- [What the exercise asks]
Please set down exactly the lines of the listing below from the line containing "let mut returned: Vec<Uuid>" through the line containing "let article = repo", both lines included, leaving out all other lines.

- [Records provided]
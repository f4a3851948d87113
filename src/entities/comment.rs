//! Comments left on posts

use crate::core::specification::Specification;
use uuid::Uuid;

crate::impl_entity!(
    Comment,
    "comment",
    "comments",
    {
        post_id: Uuid,
        author_id: Uuid,
        body: String,
    }
);

/// Comments whose body contains `text` (case-sensitive)
pub fn body_contains(text: impl Into<String>) -> Specification<Comment> {
    let text = text.into();
    Specification::named(format!("comment body contains {:?}", text), move |c: &Comment| {
        c.body.contains(text.as_str())
    })
}

/// Comments attached to one post
pub fn on_post(post_id: Uuid) -> Specification<Comment> {
    Specification::named("comment on post", move |c: &Comment| c.post_id == post_id)
}

pub fn by_author(author_id: Uuid) -> Specification<Comment> {
    Specification::named("comment by author", move |c: &Comment| c.author_id == author_id)
}
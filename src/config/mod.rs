//! Configuration loading and management

use crate::core::sort::SortDirection;
use anyhow::Result;
use serde::{Deserialize, Serialize};

/// Ordering applied when a query carries no sort criteria
#[derive(Debug, Clone, PartialEq, Serialize, Deserialize)]
pub struct DefaultSort {
    /// Field name, resolved like any sort directive
    pub field: String,

    #[serde(default)]
    pub direction: SortDirection,
}

/// Query engine configuration
///
/// # Example
/// ```yaml
/// default_page_size: 20
/// max_page_size: 100
/// default_sort:
///   field: created_at
///   direction: desc
/// id_tiebreak: true
/// ```
#[derive(Debug, Clone, PartialEq, Serialize, Deserialize)]
pub struct QueryConfig {
    /// Page size used when a table filter has none (0 = unbounded)
    #[serde(default)]
    pub default_page_size: usize,

    /// Upper bound for translated page sizes
    #[serde(default)]
    pub max_page_size: Option<usize>,

    /// Ordering used when a query has no sort criteria
    #[serde(default)]
    pub default_sort: Option<DefaultSort>,

    /// Order entities still tied after explicit sort criteria by id ascending.
    ///
    /// Queries without sort criteria are always finished by id, whatever
    /// this is set to.
    #[serde(default = "default_id_tiebreak")]
    pub id_tiebreak: bool,
}

fn default_id_tiebreak() -> bool {
    true
}

impl Default for QueryConfig {
    fn default() -> Self {
        Self {
            default_page_size: 0,
            max_page_size: None,
            default_sort: None,
            id_tiebreak: true,
        }
    }
}

impl QueryConfig {
    /// Load configuration from a YAML file
    pub fn from_yaml_file(path: &str) -> Result<Self> {
        let content = std::fs::read_to_string(path)?;
        Self::from_yaml_str(&content)
    }

    /// Load configuration from a YAML string
    pub fn from_yaml_str(yaml: &str) -> Result<Self> {
        let config: Self = serde_yaml::from_str(yaml)?;
        config.validate()?;
        Ok(config)
    }

    fn validate(&self) -> Result<()> {
        if let Some(max) = self.max_page_size {
            anyhow::ensure!(max > 0, "max_page_size must be positive");
            anyhow::ensure!(
                self.default_page_size <= max,
                "default_page_size ({}) exceeds max_page_size ({})",
                self.default_page_size,
                max
            );
        }
        Ok(())
    }

    /// Apply `max_page_size` to a requested page size
    pub fn clamp_page_size(&self, requested: usize) -> usize {
        match self.max_page_size {
            Some(max) if requested == 0 || requested > max => max,
            _ => requested,
        }
    }
}
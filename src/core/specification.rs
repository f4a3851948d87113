//! Specifications: reusable predicates describing which entities match

use std::borrow::Cow;
use std::fmt;
use std::sync::Arc;

type Predicate<T> = Arc<dyn Fn(&T) -> bool + Send + Sync>;

/// A single boolean predicate over an entity type.
///
/// Immutable once built and cheap to clone, so one specification can be shared
/// by many queries. Combining several is done by adding each to a
/// `SearchQuery`, where they are ANDed.
///
/// # Example
/// ```rust,ignore
/// let long_posts = Specification::named("long posts", |p: &Post| p.body.len() > 2_000);
/// assert!(long_posts.is_satisfied_by(&post));
/// ```
pub struct Specification<T> {
    name: Cow<'static, str>,
    predicate: Predicate<T>,
}

impl<T: 'static> Specification<T> {
    pub fn new<F>(predicate: F) -> Self
    where
        F: Fn(&T) -> bool + Send + Sync + 'static,
    {
        Self::named("anonymous", predicate)
    }

    /// Create a specification with a name used in logs and debug output
    pub fn named<F>(name: impl Into<Cow<'static, str>>, predicate: F) -> Self
    where
        F: Fn(&T) -> bool + Send + Sync + 'static,
    {
        Self {
            name: name.into(),
            predicate: Arc::new(predicate),
        }
    }

    pub fn name(&self) -> &str {
        &self.name
    }

    /// Evaluate the predicate.
    ///
    /// Panics raised by the predicate are not caught.
    pub fn is_satisfied_by(&self, entity: &T) -> bool {
        (self.predicate)(entity)
    }

    /// Specification matching every entity
    pub fn all() -> Self {
        Self::named("all", |_: &T| true)
    }

    /// Specification matching no entity
    pub fn none() -> Self {
        Self::named("none", |_: &T| false)
    }
}

impl<T> Clone for Specification<T> {
    fn clone(&self) -> Self {
        Self {
            name: self.name.clone(),
            predicate: Arc::clone(&self.predicate),
        }
    }
}

impl<T> fmt::Debug for Specification<T> {
    fn fmt(&self, f: &mut fmt::Formatter<'_>) -> fmt::Result {
        f.debug_struct("Specification")
            .field("name", &self.name)
            .finish_non_exhaustive()
    }
}
//! Blog entities
//!
//! Each entity is declared with [`impl_entity!`](crate::impl_entity) and comes
//! with named specification constructors in its module.

#[macro_use]
pub mod macros;

pub mod blog;
pub mod comment;
pub mod message;
pub mod post;
pub mod profile;
pub mod tag;

pub use blog::BlogServices;
pub use comment::Comment;
pub use message::Message;
pub use post::Post;
pub use profile::Profile;
pub use tag::{PostTag, Tag};
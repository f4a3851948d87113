//! Filter operators accepted in table filters

use crate::core::field::FieldValue;
use std::cmp::Ordering;
use std::fmt;

/// Comparison applied between a field and a filter value
#[derive(Debug, Clone, Copy, PartialEq, Eq)]
pub enum FilterOperator {
    Eq,
    Neq,
    Contains,
    NotContains,
    StartsWith,
    EndsWith,
    Gt,
    Gte,
    Lt,
    Lte,
    IsNull,
    IsNotNull,
}

impl FilterOperator {
    /// Parse an operator name, ignoring case and `_`/`-` separators.
    ///
    /// Returns `None` for anything not listed on [`FilterOperator`].
    pub fn parse(raw: &str) -> Option<Self> {
        let normalized: String = raw
            .trim()
            .chars()
            .filter(|c| *c != '_' && *c != '-' && *c != ' ')
            .flat_map(char::to_lowercase)
            .collect();

        let op = match normalized.as_str() {
            "eq" | "equals" | "=" | "==" => FilterOperator::Eq,
            "neq" | "ne" | "notequals" | "!=" | "<>" => FilterOperator::Neq,
            "contains" => FilterOperator::Contains,
            "notcontains" | "doesnotcontain" => FilterOperator::NotContains,
            "startswith" => FilterOperator::StartsWith,
            "endswith" => FilterOperator::EndsWith,
            "gt" | ">" => FilterOperator::Gt,
            "gte" | "ge" | ">=" => FilterOperator::Gte,
            "lt" | "<" => FilterOperator::Lt,
            "lte" | "le" | "<=" => FilterOperator::Lte,
            "isnull" => FilterOperator::IsNull,
            "isnotnull" => FilterOperator::IsNotNull,
            _ => return None,
        };
        Some(op)
    }

    /// Whether `actual` (the entity's field) satisfies this operator against `expected`
    pub fn evaluate(self, actual: &FieldValue, expected: &FieldValue) -> bool {
        match self {
            FilterOperator::Eq => actual.loose_cmp(expected) == Some(Ordering::Equal),
            FilterOperator::Neq => actual.loose_cmp(expected) != Some(Ordering::Equal),
            FilterOperator::Gt => actual.loose_cmp(expected) == Some(Ordering::Greater),
            FilterOperator::Gte => matches!(
                actual.loose_cmp(expected),
                Some(Ordering::Greater | Ordering::Equal)
            ),
            FilterOperator::Lt => actual.loose_cmp(expected) == Some(Ordering::Less),
            FilterOperator::Lte => matches!(
                actual.loose_cmp(expected),
                Some(Ordering::Less | Ordering::Equal)
            ),
            FilterOperator::Contains => text_match(actual, expected, |a, e| a.contains(e)),
            FilterOperator::NotContains => !text_match(actual, expected, |a, e| a.contains(e)),
            FilterOperator::StartsWith => text_match(actual, expected, |a, e| a.starts_with(e)),
            FilterOperator::EndsWith => text_match(actual, expected, |a, e| a.ends_with(e)),
            FilterOperator::IsNull => actual.is_null(),
            FilterOperator::IsNotNull => !actual.is_null(),
        }
    }

    /// Operators that ignore the filter value
    pub fn is_unary(self) -> bool {
        matches!(self, FilterOperator::IsNull | FilterOperator::IsNotNull)
    }
}

fn text_match(actual: &FieldValue, expected: &FieldValue, f: impl Fn(&str, &str) -> bool) -> bool {
    match (actual.as_text(), expected.as_text()) {
        (Some(a), Some(e)) => f(&a, &e),
        _ => false,
    }
}

impl fmt::Display for FilterOperator {
    fn fmt(&self, f: &mut fmt::Formatter<'_>) -> fmt::Result {
        let name = match self {
            FilterOperator::Eq => "eq",
            FilterOperator::Neq => "neq",
            FilterOperator::Contains => "contains",
            FilterOperator::NotContains => "notcontains",
            FilterOperator::StartsWith => "startswith",
            FilterOperator::EndsWith => "endswith",
            FilterOperator::Gt => "gt",
            FilterOperator::Gte => "gte",
            FilterOperator::Lt => "lt",
            FilterOperator::Lte => "lte",
            FilterOperator::IsNull => "isnull",
            FilterOperator::IsNotNull => "isnotnull",
        };
        f.write_str(name)
    }
}
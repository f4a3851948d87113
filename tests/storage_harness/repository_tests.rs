//! Macro-generated test suite for `Repository<TestArticle>` contract validation.
//!
//! The `repository_tests!` macro generates a test module that validates any
//! `Repository<TestArticle>` implementation against the full contract: CRUD
//! operations, search (filter, order, count, page) and concurrent access.
//!
//! # Usage
//!
//! ```rust,ignore
//! #[macro_use]
//! mod storage_harness;
//!
//! use storage_harness::*;
//! use blogspec::storage::InMemoryRepository;
//!
//! repository_tests!(InMemoryRepository::<TestArticle>::new());
//! ```
//!
//! # Generated Tests
//!
//! ## CRUD
//! - `test_create_and_get`: create then retrieve, verify all fields
//! - `test_get_nonexistent`: get with random UUID returns None
//! - `test_list_empty` / `test_list_multiple`
//! - `test_update_existing` / `test_update_nonexistent`
//! - `test_delete_existing` / `test_delete_nonexistent`
//! - `test_create_duplicate_id`
//!
//! ## Search
//! - `test_search_counts_before_paging`: 37 matches, skip 10 take 5
//! - `test_search_last_partial_page`
//! - `test_search_unbounded`: take 0 returns every match, no flags
//! - `test_search_then_by_ordering`: category asc, rating desc
//! - `test_search_unknown_sort_field`
//! - `test_search_empty_store`
//!
//! ## Edge Cases
//! - `test_concurrent_access`: parallel creates from spawned tasks
//! - `test_concurrent_searches`: one query shared by parallel searches

/// Generate a full `Repository<TestArticle>` conformance test suite.
///
/// `$factory` must be an expression that evaluates to an instance implementing
/// `Repository<TestArticle>`. It is re-evaluated for each test to ensure
/// isolation. For the concurrency tests, the returned repository must also
/// implement `Clone + 'static` (shared state via Arc pattern).
#[macro_export]
macro_rules! repository_tests {
    ($factory:expr) => {
        mod repository_contract_tests {
            use super::*;
            use blogspec::core::entity::Entity;
            use blogspec::core::error::{QueryError, StoreError};
            use blogspec::core::query::SearchQuery;
            use blogspec::core::repository::Repository;
            use blogspec::core::sort::SortDirective;
            use blogspec::core::specification::Specification;
            use std::sync::Arc;
            use uuid::Uuid;

            async fn seeded(n: usize) -> impl Repository<TestArticle> + Clone + 'static {
                let repo = $factory;
                for article in sample_batch(n) {
                    repo.create(article).await.unwrap();
                }
                repo
            }

            // ==================================================================
            // CRUD
            // ==================================================================

            #[tokio::test]
            async fn test_create_and_get() {
                let repo = $factory;
                let article = create_test_article("Rust", "A", 5, 4.5, true);
                let original_id = article.id;

                let created = repo.create(article).await.unwrap();
                assert_eq!(created.id(), original_id);

                let retrieved = repo.get(&original_id).await.unwrap();
                assert!(retrieved.is_some(), "Entity should exist after create");
                let retrieved = retrieved.unwrap();
                assert_eq!(retrieved.title, "Rust");
                assert_eq!(retrieved.category, "A");
                assert_eq!(retrieved.rating, 5);
                assert!((retrieved.score - 4.5).abs() < f64::EPSILON);
                assert!(retrieved.featured);
                assert_eq!(retrieved.subtitle, None);
            }

            #[tokio::test]
            async fn test_get_nonexistent() {
                let repo = $factory;
                let result = repo.get(&Uuid::new_v4()).await.unwrap();
                assert!(result.is_none());
            }

            #[tokio::test]
            async fn test_list_empty() {
                let repo = $factory;
                assert!(repo.list().await.unwrap().is_empty());
            }

            #[tokio::test]
            async fn test_list_multiple() {
                let repo = $factory;
                let batch = sample_batch(5);
                let mut expected: Vec<Uuid> = batch.iter().map(|a| a.id).collect();
                for article in batch {
                    repo.create(article).await.unwrap();
                }

                let mut returned: Vec<Uuid> =
                    repo.list().await.unwrap().iter().map(|a| a.id()).collect();
                expected.sort();
                returned.sort();
                assert_eq!(returned, expected);
            }

            #[tokio::test]
            async fn test_update_existing() {
                let repo = $factory;
                let mut article = repo
                    .create(create_test_article("Draft", "A", 1, 1.0, false))
                    .await
                    .unwrap();

                article.title = "Final".to_string();
                article.touch();
                repo.update(&article.id, article.clone()).await.unwrap();

                let retrieved = repo.get(&article.id).await.unwrap().unwrap();
                assert_eq!(retrieved.title, "Final");
                assert_eq!(retrieved.updated_at, article.updated_at);
            }

            #[tokio::test]
            async fn test_update_nonexistent() {
                let repo = $factory;
                let article = create_test_article("Ghost", "A", 1, 1.0, false);
                let err = repo.update(&article.id, article.clone()).await.unwrap_err();
                assert!(matches!(err, StoreError::NotFound { .. }));
            }

            #[tokio::test]
            async fn test_delete_existing() {
                let repo = $factory;
                let article = repo
                    .create(create_test_article("Doomed", "A", 1, 1.0, false))
                    .await
                    .unwrap();

                repo.delete(&article.id).await.unwrap();
                assert!(repo.get(&article.id).await.unwrap().is_none());
            }

            #[tokio::test]
            async fn test_delete_nonexistent() {
                let repo = $factory;
                assert!(repo.delete(&Uuid::new_v4()).await.is_ok());
            }

            #[tokio::test]
            async fn test_create_duplicate_id() {
                let repo = $factory;
                let article = create_test_article("Once", "A", 1, 1.0, false);
                repo.create(article.clone()).await.unwrap();

                let err = repo.create(article).await.unwrap_err();
                assert!(matches!(err, StoreError::AlreadyExists { .. }));
                assert_eq!(repo.list().await.unwrap().len(), 1);
            }

            // ==================================================================
            // Search
            // ==================================================================

            #[tokio::test]
            async fn test_search_counts_before_paging() {
                let repo = seeded(37).await;
                let query = SearchQuery::new()
                    .with_sort(SortDirective::asc("rating"))
                    .with_paging(10, 5);

                let page = repo.search(&query).await.unwrap();
                assert_page(&page, &[10, 11, 12, 13, 14], 37, true, true);
            }

            #[tokio::test]
            async fn test_search_last_partial_page() {
                let repo = seeded(37).await;
                let query = SearchQuery::new()
                    .with_sort(SortDirective::asc("rating"))
                    .with_paging(35, 5);

                let page = repo.search(&query).await.unwrap();
                assert_page(&page, &[35, 36], 37, false, true);
            }

            #[tokio::test]
            async fn test_search_unbounded() {
                let repo = seeded(6).await;
                let query = SearchQuery::new()
                    .with_filter(Specification::new(|a: &TestArticle| a.featured))
                    .with_sort(SortDirective::desc("rating"));

                let page = repo.search(&query).await.unwrap();
                assert_page(&page, &[3, 0], 2, false, false);
            }

            #[tokio::test]
            async fn test_search_then_by_ordering() {
                let repo = seeded(7).await;
                let query = SearchQuery::new()
                    .with_sort(SortDirective::asc("category"))
                    .with_sort(SortDirective::desc("rating"));

                let page = repo.search(&query).await.unwrap();
                // A: 0,3,6  B: 1,4  C: 2,5
                assert_eq!(ratings(&page), vec![6, 3, 0, 4, 1, 5, 2]);
            }

            #[tokio::test]
            async fn test_search_unknown_sort_field() {
                let repo = seeded(3).await;
                let query = SearchQuery::new().with_sort(SortDirective::asc("Rating"));

                let err = repo.search(&query).await.unwrap_err();
                assert!(
                    matches!(err, QueryError::FieldNotFound { ref field, .. } if field == "Rating"),
                    "unexpected error: {:?}",
                    err
                );
            }

            #[tokio::test]
            async fn test_search_empty_store() {
                let repo = $factory;
                let query = SearchQuery::new()
                    .with_sort(SortDirective::asc("title"))
                    .with_paging(0, 10);

                let page = repo.search(&query).await.unwrap();
                assert_page(&page, &[], 0, false, false);
            }

            // ==================================================================
            // Concurrency
            // ==================================================================

            #[tokio::test]
            async fn test_concurrent_access() {
                let repo = $factory;
                let mut handles = Vec::new();

                for article in sample_batch(10) {
                    let repo = repo.clone();
                    handles.push(tokio::spawn(async move { repo.create(article).await }));
                }

                for handle in handles {
                    handle.await.unwrap().unwrap();
                }

                assert_eq!(repo.list().await.unwrap().len(), 10);
            }

            #[tokio::test]
            async fn test_concurrent_searches() {
                let repo = seeded(20).await;
                let query = Arc::new(
                    SearchQuery::new()
                        .with_filter(Specification::new(|a: &TestArticle| a.rating % 2 == 0))
                        .with_sort(SortDirective::asc("rating"))
                        .with_paging(0, 3),
                );

                let searches = (0..8).map(|_| {
                    let repo = repo.clone();
                    let query = Arc::clone(&query);
                    async move { repo.search(&query).await }
                });

                for page in futures::future::join_all(searches).await {
                    let page = page.unwrap();
                    assert_page(&page, &[0, 2, 4], 10, true, false);
                }
            }
        }
    };
}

- [Response box]
                let mut returned: Vec<Uuid> =
                    repo.list().await.unwrap().iter().map(|a| a.id()).collect();
                expected.sort();
                returned.sort();
                assert_eq!(returned, expected);
            }

            #[tokio::test]
            async fn test_update_existing() {
                let repo = $factory;
                let mut article = repo
                    .create(create_test_article("Draft", "A", 1, 1.0, false))
                    .await
                    .unwrap();

                article.title = "Final".to_string();
                article.touch();
                repo.update(&article.id, article.clone()).await.unwrap();

                let retrieved = repo.get(&article.id).await.unwrap().unwrap();
                assert_eq!(retrieved.title, "Final");
                assert_eq!(retrieved.updated_at, article.updated_at);
            }

            #[tokio::test]
            async fn test_update_nonexistent() {
                let repo = $factory;
                let article = create_test_article("Ghost", "A", 1, 1.0, false);
                let err = repo.update(&article.id, article.clone()).await.unwrap_err();
                assert!(matches!(err, StoreError::NotFound { .. }));
            }

            #[tokio::test]
            async fn test_delete_existing() {
                let repo = $factory;
                let article = repo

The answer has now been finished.